Thursday, March 5, 2009

Ancient History, Part IIb: Ancient Egypt

Note: Post on Ancient Egypt continued from "Ancient History, Part IIa: Ancient Egypt".

Western Civilization Checklist: Religion.
Ancient Egyptians took their religion very seriously. This can be attributed to the fact that they believed their very lives and livelihoods depended upon saying the right thing, to the right god/goddess, at the right time, in the right way. Crops- and food sources- depended upon the Nile River flooding just-enough-but-not-too-much, and Ancient Egyptians believed that the Nile flooding depended entirely upon the gods' will.
This is complicated by the Ancient Egyptians' confusing pantheon of gods/goddesses. For one thing, the pharaoh was considered a god-on-earth, and a 'true god' when he died. (Some historians claim that he even got his own national holiday.) Also, each individual town or area had their own little pantheon of mother, father, and child gods, as well as the 'usual' pantheon of nationally-known gods. For another thing , the gods and goddesses seem to have complicated power plays at times, based entirely on the royal courts' issues at the time.
For instance, originally Re, or Ra, was the chief sun god, and occasionally known as the creator god. When a pharaoh from a particular town with its own god, Amun/Amen/Aman (depending upon which Egyptian vowel appears or doesn't appear) arose, Re/Ra became Amun-Re (and all the spellings variations thereof).
This was not uncommon in Ancient Egyptian mythology- two or more gods becoming one god, or one god becoming two or more gods with a confusing 'supporting' story.
Another aspect of Ancient Egyptian religon is their fear of death. They believed that, if their bodies were preserved properly and they passed some considerable tests, they could live forever in the Underworld/Afterlife. Interestingly and somewhat disturbingly, they often killed animals, wives and servants to take with them.
They also had a tendency to combine gods/goddesses, particularly in the later period. For instance, Isis (goddess of healing and Osiris's wife) at some point absorbed Bastet (goddess of cats) and Hathor (goddess of music, crops, etc.), as well as possibly Nepthys (Isis's sister and the goddess of death). She absorbed their traits and some of what they wore.

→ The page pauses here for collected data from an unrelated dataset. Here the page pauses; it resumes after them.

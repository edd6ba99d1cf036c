//! Durable shared store for cross-instance markers.
//!
//! Write-only from this process: markers are never read back for admission.

use async_trait::async_trait;
use redis::AsyncCommands;
use redis::aio::ConnectionManager;
use std::time::Duration;

use crate::error::Result;

#[async_trait]
pub trait DurableStore: Send + Sync {
    async fn put(&self, key: &str, value: &str, ttl: Duration) -> Result<()>;
}

// Used when no shared store is configured
#[derive(Debug, Default)]
pub struct NoopStore;

#[async_trait]
impl DurableStore for NoopStore {
    async fn put(&self, _key: &str, _value: &str, _ttl: Duration) -> Result<()> {
        Ok(())
    }
}

// Redis-backed store, one SET .. EX per marker
#[derive(Clone)]
pub struct RedisStore {
    conn: ConnectionManager,
}

impl RedisStore {
    /// Connects to `url` ("redis://127.0.0.1:6379"). The manager reconnects on
    /// its own after the initial connection succeeds.
    pub async fn connect(url: &str) -> Result<Self> {
        let client = redis::Client::open(url)?;
        let conn = ConnectionManager::new(client).await?;
        Ok(Self { conn })
    }
}

#[async_trait]
impl DurableStore for RedisStore {
    async fn put(&self, key: &str, value: &str, ttl: Duration) -> Result<()> {
        let mut conn = self.conn.clone();
        // redis rejects EX 0
        let seconds = ttl.as_secs().max(1);
        conn.set_ex::<_, _, ()>(key, value, seconds).await?;
        Ok(())
    }
}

Western Civilization Checklist: Learning and Legends.
Ancient Egyptian mythology is confusing, for the simple, stubborn insistence that their gods were once human (or something like it). A sample story, upon which all of Egyptian history is based, goes something like this: Osiris (later god of the dead and the Underworld) was pharaoh, his chief wife being Isis (later a goddess herself, sometimes of healing, and/or women, and/or something else altogether). Osiris's brother, Set/Seth (later the god of Evil and several other things, sometimes including Darkness) wanted to be pharaoh (not an unusual situation in real politics of the time), so he killed Osiris, cut him into pieces, and scattered him throughout Upper and Lower Egypt. Isis, who had given birth to she and Osiris's son Horus in the meantime, raised Horus and travelled all over Egypt to gather up her husband's pieces and put him back together again through her magic. (The timelines I've found are a little sketchy on how she managed both at the same time.) Osiris was later well again (again, the information's a little sketchy on how), but could not return to being pharaoh because he had died (for reasons I, again, can't decipher), so he went to rule the Underworld after Horus killed Seth and took the throne.
Learning was mostly restricted to the men of the upper classes and scribes. Scribes were more likely to know how to read and write the formal and complicated hieroglyphics than some others, but the pharaoh and some others would have been able to do so. Mathmetics and architecture were studied by men of learning as well, contributing to such feats as the building of the pyraminds and the Sphinx.

Conclusion.
Ancient Egyptians were clearly a great Western civilization, if a much different kind of one than we know today.